1er octobre 2006 La galaxie d'Andromède, victime d'une collision frontale

La structure du disque d’Andromède (ou Messier 31) la plus grosse galaxie spirale du Groupe Local, a toujours été un mystère : la carte du gaz interstellaire est dominée par un grand anneau, qui a l’air de se superposer à des morceaux de spirale. La découverte par le satellite infrarouge Spitzer d’un deuxième anneau au centre de la galaxie, a permis à une équipe internationale de chercheurs (dont deux de l’Observatoire de Paris, LERMA, UMR8112 du CNRS) de proposer une solution au problème, grâce à la simulation numérique : les deux anneaux seraient des ondes de densité se propageant à partir du centre, juste après l’impact d’une petite galaxie compagnon, qui aurait traversé le disque d’Andromède. Ce travail est publié cette semaine dans le Journal Nature.

Andromède, la galaxie spirale la plus proche de notre Voie Lactée, recèle encore un grand nombre d’énigmes. La question de la distribution des gaz et des poussières constitue notamment un problème sur lequel les scientifiques butent depuis une vingtaine d’années. En effet, comment expliquer la présence d’un anneau externe éventré autour d’Andromède, visible dans les spectres optique et radio dont le centre est décalé de 1 kpc par rapport au noyau central de la galaxie ? Grâce à des images réalisées dans les proche et moyen infrarouge fournies par le Spitzer Space Telescope, une équipe internationale de chercheurs lève le voile sur cette énigme.

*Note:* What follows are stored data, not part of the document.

//! Test utilities for integration tests.
//!
//! This module provides counting fakes for every external dependency of the
//! pipeline and helpers for building requests and test images.

use std::io::Cursor;
use std::sync::atomic::{AtomicBool, AtomicUsize, Ordering};
use std::sync::Arc;
use std::time::Duration;

use async_trait::async_trait;
use axum::body::Body;
use axum::http::{header, Request};
use axum::Router;
use base64::engine::general_purpose::STANDARD as BASE64;
use base64::Engine as _;
use image::codecs::jpeg::JpegEncoder;
use image::{ImageFormat, Rgb, RgbImage};

use festive_photo::error::{GenerationError, RateLimitError};
use festive_photo::{
    create_router, AppState, GenerationBackend, GenerationClient, GenerationPipeline,
    ImageData, ImagePreprocessor, MemoryBlobStore, MemoryQuotaCounter, MemoryRecordStore,
    OutputAsset, QuotaCounter, RateLimitPolicy, RateLimiter, ResultStore, RouterConfig,
};

/// Base URL the in-memory blob store roots its URLs at.
pub const TEST_PUBLIC_URL: &str = "http://photos.test";

// =============================================================================
// Generation Backend
// =============================================================================

/// A generation backend that counts submissions and answers with a fixed
/// PNG, or fails when told to.
pub struct CountingBackend {
    calls: AtomicUsize,
    fail: AtomicBool,
    output: Vec<u8>,
}

impl CountingBackend {
    pub fn new() -> Self {
        Self {
            calls: AtomicUsize::new(0),
            fail: AtomicBool::new(false),
            output: create_test_png(8, 8),
        }
    }

    pub fn calls(&self) -> usize {
        self.calls.load(Ordering::SeqCst)
    }

    pub fn set_failing(&self, fail: bool) {
        self.fail.store(fail, Ordering::SeqCst);
    }

    /// The PNG every successful submission returns.
    pub fn output(&self) -> &[u8] {
        &self.output
    }
}

#[async_trait]
impl GenerationBackend for CountingBackend {
    fn name(&self) -> &str {
        "counting"
    }

    async fn submit(
        &self,
        _instructions: &str,
        _image: &ImageData,
    ) -> Result<Vec<OutputAsset>, GenerationError> {
        self.calls.fetch_add(1, Ordering::SeqCst);

        if self.fail.load(Ordering::SeqCst) {
            return Err(GenerationError::Vendor {
                status: 500,
                message: "upstream exploded: internal trace id 42".to_string(),
            });
        }

        Ok(vec![
            OutputAsset::new("text/plain", "Here is your festive photo"),
            OutputAsset::new("image/png", self.output.clone()),
        ])
    }
}

// =============================================================================
// Quota Counter
// =============================================================================

/// A quota counter whose backing store is unreachable.
pub struct UnreachableCounter;

#[async_trait]
impl QuotaCounter for UnreachableCounter {
    async fn try_consume(
        &self,
        _key: &str,
        _limit: u32,
        _expires_at_millis: u64,
    ) -> Result<Option<u32>, RateLimitError> {
        Err(RateLimitError::Unavailable("connection refused".to_string()))
    }

    async fn used(&self, _key: &str) -> Result<u32, RateLimitError> {
        Err(RateLimitError::Unavailable("connection refused".to_string()))
    }
}

// =============================================================================
// Application Builder
// =============================================================================

/// A router plus handles on its fakes.
pub struct TestApp {
    pub router: Router,
    pub backend: Arc<CountingBackend>,
    pub blobs: Arc<MemoryBlobStore>,
}

/// Build an app with in-memory stores and a daily limit of `limit`.
pub fn test_app(limit: u32) -> TestApp {
    test_app_with_counter(Arc::new(MemoryQuotaCounter::new()), limit)
}

/// Build an app around a specific quota counter.
pub fn test_app_with_counter(counter: Arc<dyn QuotaCounter>, limit: u32) -> TestApp {
    let backend = Arc::new(CountingBackend::new());
    let blobs = Arc::new(MemoryBlobStore::new(TEST_PUBLIC_URL));

    let pipeline = GenerationPipeline::new(
        RateLimiter::new(
            counter,
            RateLimitPolicy::new(limit, Duration::from_secs(24 * 60 * 60)),
        ),
        ImagePreprocessor::default(),
        GenerationClient::new(backend.clone()),
        ResultStore::new(blobs.clone(), Arc::new(MemoryRecordStore::new())),
    );

    let state = AppState::new(pipeline, TEST_PUBLIC_URL).with_memory_blobs(blobs.clone());
    let router = create_router(state, RouterConfig::new().with_tracing(false));

    TestApp {
        router,
        backend,
        blobs,
    }
}

// =============================================================================
// Requests
// =============================================================================

/// A `POST /api/generate` request from `client` carrying a JPEG.
pub fn generate_request(client: &str, jpeg: &[u8], prompt: Option<&str>) -> Request<Body> {
    let mut body = serde_json::json!({
        "image": { "data": BASE64.encode(jpeg), "mimeType": "image/jpeg" },
    });
    if let Some(prompt) = prompt {
        body["prompt"] = serde_json::Value::String(prompt.to_string());
    }

    json_request(client, body)
}

/// A `POST /api/generate` request with an arbitrary JSON body.
pub fn json_request(client: &str, body: serde_json::Value) -> Request<Body> {
    Request::builder()
        .method("POST")
        .uri("/api/generate")
        .header(header::CONTENT_TYPE, "application/json")
        .header("x-forwarded-for", client)
        .body(Body::from(body.to_string()))
        .unwrap()
}

pub const MULTIPART_BOUNDARY: &str = "festive-test-boundary";

/// A multipart body with one file field.
pub fn multipart_body(field: &str, file_name: &str, content_type: &str, data: &[u8]) -> Vec<u8> {
    let mut body = Vec::new();
    body.extend_from_slice(format!("--{}\r\n", MULTIPART_BOUNDARY).as_bytes());
    body.extend_from_slice(
        format!(
            "Content-Disposition: form-data; name=\"{}\"; filename=\"{}\"\r\n",
            field, file_name
        )
        .as_bytes(),
    );
    body.extend_from_slice(format!("Content-Type: {}\r\n\r\n", content_type).as_bytes());
    body.extend_from_slice(data);
    body.extend_from_slice(format!("\r\n--{}--\r\n", MULTIPART_BOUNDARY).as_bytes());
    body
}

/// A `POST /api/upload` request with the given multipart body.
pub fn upload_request(body: Vec<u8>) -> Request<Body> {
    Request::builder()
        .method("POST")
        .uri("/api/upload")
        .header(
            header::CONTENT_TYPE,
            format!("multipart/form-data; boundary={}", MULTIPART_BOUNDARY),
        )
        .body(Body::from(body))
        .unwrap()
}

pub fn get_request(uri: &str) -> Request<Body> {
    Request::builder().uri(uri).body(Body::empty()).unwrap()
}

// =============================================================================
// Images
// =============================================================================

fn gradient(width: u32, height: u32) -> RgbImage {
    RgbImage::from_fn(width, height, |x, y| {
        Rgb([(x % 256) as u8, (y % 256) as u8, ((x + y) % 256) as u8])
    })
}

/// Encode a gradient as JPEG.
pub fn create_test_jpeg(width: u32, height: u32) -> Vec<u8> {
    let mut out = Vec::new();
    let encoder = JpegEncoder::new_with_quality(&mut out, 90);
    gradient(width, height).write_with_encoder(encoder).unwrap();
    out
}

/// Encode a gradient as PNG.
pub fn create_test_png(width: u32, height: u32) -> Vec<u8> {
    let mut out = Cursor::new(Vec::new());
    gradient(width, height)
        .write_to(&mut out, ImageFormat::Png)
        .unwrap();
    out.into_inner()
}

/// Read the dimensions of an encoded image.
pub fn dimensions_of(data: &[u8]) -> (u32, u32) {
    let img = image::load_from_memory(data).unwrap();
    (img.width(), img.height())
}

Figure 1 : Emission de la poussière et des macro-molécules du milieu interstellaire de la galaxie d’Andromède M 31 observée avec IRAC, la caméra infrarouge du satellite Spitzer. M 31 possède clairement deux anneaux. Outre le célèbre anneau externe situé àun rayon de 10 kpc (souligné ici en vert), cette carte révèle un deuxième anneau au centre de 1.5 par 1 kpc (indiqué ici en bleu), décentré de 0,5 kpc par rapport au noyau de la galaxie. Les deux anneaux sont interprétés comme des ondes de densité produites par une collision presque frontale. Le candidat le plus probable est la galaxie naine voisine M 32, qui apparaît très faible sur cette image, car elle n’a pas beaucoup de poussière. Spitzer a en effet dévoilé un indice jusque là invisible aux yeux des chercheurs : la présence d’un second anneau de gaz et de poussières au sein de M 31 beaucoup plus petit que le premier. Celui-ci est interne et son centre est décalé de 0,5 kpc par rapport au noyau galactique. En fait, cet anneau constituerait la deuxième vague d’une onde provoquée par un choc colossal, se propageant du centre de la galaxie vers les régions extérieures : un peu comme lorsque l’on jette une pierre dans l’eau. A cette échelle galactique, seule la collision de M 31 avec une autre galaxie peut expliquer la présence de ces deux anneaux de poussières et de gaz, tous deux excentrés par rapport au noyau galactique. Mais alors quel est le coupable ? A l’aide de simulations numériques, l’équipe internationale de chercheurs montre qu’il s’agirait de la galaxie M 32, aujourd’hui une proche voisine d’Andromède. Les indices concernant la taille, la masse et la distance de M 32 par rapport à M 31, confirment l’hypothèse d’un choc entre les deux galaxies. M 32 ne peut plus se cacher, elle a été identifiée comme étant la coupable !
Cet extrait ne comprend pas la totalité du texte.